## Description of the task
Whenever a line in the entries includes the word "failures", copy that line out.

####################

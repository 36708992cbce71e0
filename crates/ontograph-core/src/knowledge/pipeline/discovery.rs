//! Repository walk.

use std::path::{Path, PathBuf};

use ignore::WalkBuilder;

use super::telemetry::{FailureEvent, Stage};
use crate::classify::normalize_path;
use crate::config::ExtractionConfig;

/// A file found under the repository root.
#[derive(Debug, Clone, PartialEq, Eq)]
pub struct DiscoveredFile {
    /// Forward-slash path relative to the root.
    pub relative_path: String,
    pub absolute_path: PathBuf,
    pub size: u64,
}

/// Result of walking a repository.
#[derive(Debug, Default)]
pub struct Discovery {
    /// Sorted by relative path.
    pub files: Vec<DiscoveredFile>,
    pub failures: Vec<FailureEvent>,
}

/// Walk `root`, honouring `.gitignore` and hidden-file settings.
///
/// Files over `max_file_size` are skipped and reported as `discover`
/// failures, as are entries the walker could not read.
pub fn discover(root: &Path, config: &ExtractionConfig) -> Discovery {
    let mut discovery = Discovery::default();

    let walker = WalkBuilder::new(root)
        .hidden(!config.include_hidden)
        .git_ignore(config.follow_gitignore)
        .git_global(config.follow_gitignore)
        .git_exclude(config.follow_gitignore)
        .ignore(config.follow_gitignore)
        .parents(config.follow_gitignore)
        .require_git(false)
        .follow_links(false)
        .build();

    for entry in walker {
        let entry = match entry {
            Ok(entry) => entry,
            Err(err) => {
                let path = err_path(&err).unwrap_or_default();
                discovery
                    .failures
                    .push(FailureEvent::new(path, Stage::Discover, err.to_string()));
                continue;
            }
        };

        if !entry.file_type().is_some_and(|t| t.is_file()) {
            continue;
        }

        let path = entry.path();
        let relative = match path.strip_prefix(root) {
            Ok(relative) => normalize_path(&relative.to_string_lossy()),
            Err(_) => continue,
        };
        if relative.is_empty() {
            continue;
        }

        let size = match entry.metadata() {
            Ok(metadata) => metadata.len(),
            Err(err) => {
                discovery
                    .failures
                    .push(FailureEvent::new(relative, Stage::Discover, err.to_string()));
                continue;
            }
        };
        if size > config.max_file_size {
            discovery.failures.push(FailureEvent::new(
                relative,
                Stage::Discover,
                format!("{} bytes exceeds the {} byte limit", size, config.max_file_size),
            ));
            continue;
        }

        discovery.files.push(DiscoveredFile {
            relative_path: relative,
            absolute_path: path.to_path_buf(),
            size,
        });
    }

    discovery
        .files
        .sort_by(|a, b| a.relative_path.cmp(&b.relative_path));
    tracing::debug!(
        root = %root.display(),
        files = discovery.files.len(),
        skipped = discovery.failures.len(),
        "Discovered files"
    );
    discovery
}

fn err_path(err: &ignore::Error) -> Option<String> {
    match err {
        ignore::Error::WithPath { path, .. } => Some(path.display().to_string()),
        ignore::Error::WithDepth { err, .. } | ignore::Error::WithLineNumber { err, .. } => err_path(err),
        _ => None,
    }
}

#[cfg(test)]
mod tests {
    use super::*;
    use std::fs;
    use tempfile::TempDir;

    fn write(root: &Path, path: &str, content: &str) {
        let full = root.join(path);
        fs::create_dir_all(full.parent().unwrap()).unwrap();
        fs::write(full, content).unwrap();
    }

    #[test]
    fn test_discover_sorted_relative_paths() {
        let dir = TempDir::new().unwrap();
        write(dir.path(), "src/b.py", "x = 1\n");
        write(dir.path(), "src/a.py", "x = 1\n");
        write(dir.path(), "README.md", "# hi\n");

        let discovery = discover(dir.path(), &ExtractionConfig::default());
        let paths: Vec<&str> = discovery.files.iter().map(|f| f.relative_path.as_str()).collect();
        assert_eq!(paths, vec!["README.md", "src/a.py", "src/b.py"]);
        assert!(discovery.failures.is_empty());
    }

    #[test]
    fn test_gitignore_and_hidden() {
        let dir = TempDir::new().unwrap();
        write(dir.path(), ".gitignore", "build/\n");
        write(dir.path(), "build/out.js", "x\n");
        write(dir.path(), ".secret/key.txt", "k\n");
        write(dir.path(), "main.go", "package main\n");

        let discovery = discover(dir.path(), &ExtractionConfig::default());
        let paths: Vec<&str> = discovery.files.iter().map(|f| f.relative_path.as_str()).collect();
        assert_eq!(paths, vec!["main.go"]);

        let config = ExtractionConfig {
            follow_gitignore: false,
            include_hidden: true,
            ..ExtractionConfig::default()
        };
        let discovery = discover(dir.path(), &config);
        let paths: Vec<&str> = discovery.files.iter().map(|f| f.relative_path.as_str()).collect();
        assert!(paths.contains(&"build/out.js"));
        assert!(paths.contains(&".secret/key.txt"));
    }

    #[test]
    fn test_oversized_files_are_reported() {
        let dir = TempDir::new().unwrap();
        write(dir.path(), "big.txt", &"x".repeat(64));
        write(dir.path(), "small.txt", "x");
        let config = ExtractionConfig {
            max_file_size: 16,
            ..ExtractionConfig::default()
        };
        let discovery = discover(dir.path(), &config);
        assert_eq!(discovery.files.len(), 1);
        assert_eq!(discovery.failures.len(), 1);
        assert_eq!(discovery.failures[0].stage, Stage::Discover);
        assert_eq!(discovery.failures[0].path, "big.txt");
    }
}
//! Repository files.

use serde::{Deserialize, Serialize};
use sha2::{Digest, Sha256};
use std::fmt;

use crate::knowledge::parser::Language;

/// A classified repository file. Immutable once classified.
#[derive(Debug, Clone, PartialEq, Eq, Serialize, Deserialize)]
pub struct SourceFile {
    /// Deterministic id, see [`file_id`].
    pub id: String,
    pub repository_id: String,
    /// Forward-slash, repository-relative path.
    pub relative_path: String,
    /// Grammar used to parse the file, if one is supported.
    #[serde(skip_serializing_if = "Option::is_none")]
    pub language: Option<Language>,
    /// Size in bytes.
    pub size: u64,
    pub class_carrier: String,
    pub class_content: String,
}

impl SourceFile {
    pub fn new(
        repository_id: &str,
        relative_path: &str,
        language: Option<Language>,
        size: u64,
        class_carrier: impl Into<String>,
        class_content: impl Into<String>,
    ) -> Self {
        Self {
            id: file_id(repository_id, relative_path),
            repository_id: repository_id.to_string(),
            relative_path: relative_path.to_string(),
            language,
            size,
            class_carrier: class_carrier.into(),
            class_content: class_content.into(),
        }
    }

    /// File name without directories.
    pub fn file_name(&self) -> &str {
        self.relative_path
            .rsplit('/')
            .next()
            .unwrap_or(&self.relative_path)
    }

    /// Directory part of the path (empty at the repository root).
    pub fn directory(&self) -> &str {
        match self.relative_path.rfind('/') {
            Some(i) => &self.relative_path[..i],
            None => "",
        }
    }
}

/// Where a file ended up in the per-file state machine.
#[derive(Debug, Clone, Copy, PartialEq, Eq, Hash, Serialize, Deserialize)]
#[serde(rename_all = "snake_case")]
pub enum ParseStatus {
    /// Parsed and extracted.
    Parsed,
    /// Parser error, strict-mode syntax error or timeout. No entities.
    ParseFailed,
    /// Classified only: no grammar for the file, or it could not be read.
    NotParsed,
}

impl ParseStatus {
    pub fn as_str(self) -> &'static str {
        match self {
            ParseStatus::Parsed => "parsed",
            ParseStatus::ParseFailed => "parse_failed",
            ParseStatus::NotParsed => "not_parsed",
        }
    }
}

impl fmt::Display for ParseStatus {
    fn fmt(&self, f: &mut fmt::Formatter<'_>) -> fmt::Result {
        f.write_str(self.as_str())
    }
}

/// A file together with its terminal state for the run.
#[derive(Debug, Clone, PartialEq, Eq, Serialize, Deserialize)]
pub struct FileRecord {
    pub file: SourceFile,
    pub status: ParseStatus,
}

/// Deterministic file id over `(repository_id, relative_path)`.
pub fn file_id(repository_id: &str, relative_path: &str) -> String {
    let mut hasher = Sha256::new();
    hasher.update(repository_id.as_bytes());
    hasher.update([0u8]);
    hasher.update(relative_path.as_bytes());
    format!("file:{}", hex::encode(hasher.finalize()))
}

####################

## Finished exercise
    pub failures: Vec<FailureEvent>,
/// failures, as are entries the walker could not read.
                    .failures
                    .failures
            discovery.failures.push(FailureEvent::new(
        skipped = discovery.failures.len(),
        assert!(discovery.failures.is_empty());
        assert_eq!(discovery.failures.len(), 1);
        assert_eq!(discovery.failures[0].stage, Stage::Discover);
        assert_eq!(discovery.failures[0].path, "big.txt");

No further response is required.